The session covered the structure of a presentation, covering aspects of an introduction, content and conclusion, as well as the use of props and equipment, such as slides and microphones. Furthermore, I discussed verbal and non-verbal forms of communication, ensuring a consistent delivery and approach.
One of the main areas of conversation was around strategies to help overcome nerves. In this regard, I often advise against writing a presentation out word-for-word, as this creates pressure to follow an exact script and shifts the focus towards reading content, rather than delivering content. Instead, I suggest that a presenter focuses on remembering the key points they wish to convey with flexibility in delivering the rest of the content. This has the advantage of providing a more natural style of presentation and ensures that a presenter only needs to remember the key points they wish to communicate.

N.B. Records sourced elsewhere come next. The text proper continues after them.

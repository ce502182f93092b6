//! Import command implementation.
//!
//! Brings an image or a JSON document into the project store.

use std::path::PathBuf;

use clap::Args;

use crate::error::{EditError, Result};
use crate::io::{import_image, read_json};
use crate::output::{display_path, plural, Printer};
use crate::store::ArtworkStore;

use super::ProjectArgs;

/// Import an image or JSON document as a new artwork
#[derive(Args, Debug)]
pub struct ImportArgs {
    #[command(flatten)]
    pub project: ProjectArgs,

    /// Image file (PNG, GIF, BMP, ...) or pxedit JSON document
    pub file: PathBuf,

    /// Key for the artwork (default: the document's id, or a generated one)
    #[arg(long)]
    pub id: Option<String>,

    /// Overwrite an existing artwork with the same key
    #[arg(long)]
    pub force: bool,
}

pub fn run(args: ImportArgs, printer: &Printer) -> Result<String> {
    let (_, mut store) = args.project.open()?;
    printer.status("Importing", &display_path(&args.file));

    let is_json = args
        .file
        .extension()
        .and_then(|e| e.to_str())
        .is_some_and(|e| e.eq_ignore_ascii_case("json"));

    let mut artwork = if is_json {
        read_json(&args.file)?
    } else {
        import_image(&args.file, String::new())?
    };

    let key = match args.id {
        Some(id) => id,
        None if is_json && !artwork.id().is_empty() => artwork.id().to_string(),
        None => store.generate_key()?,
    };
    if store.contains(&key)? && !args.force {
        return Err(EditError::Store {
            key,
            message: "already exists (use --force to overwrite)".to_string(),
        });
    }
    artwork.set_id(key.clone());
    store.save(&artwork)?;

    printer.success(
        "Imported",
        &format!(
            "{} ({}x{}, {}, {})",
            printer.bold(&key),
            artwork.width(),
            artwork.height(),
            plural(artwork.layer_count(), "layer", "layers"),
            plural(artwork.frame_count(), "frame", "frames"),
        ),
    );
    println!("{}", key);

    Ok(key)
}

It is also important that a presentation is targeted towards the audience, for examples a sales presentation would have a different approach to a presentation that provides a status update on a project. It is also necessary to be aware of the outcomes you wish to achieve, and to be mindful that these outcomes may be different to each of the individuals who are receiving the presentation. For example, in an advocacy context the presenter is obviously seeking to secure policy change, while the attendees would be consideration the wider implications and implementation issues of such changes.
Presentation skills improve with practice and it is worth noting that everyone has their own preferred style of communication. A presenter needs to know what their strengths are and to utilise these abilities when delivering a presentation.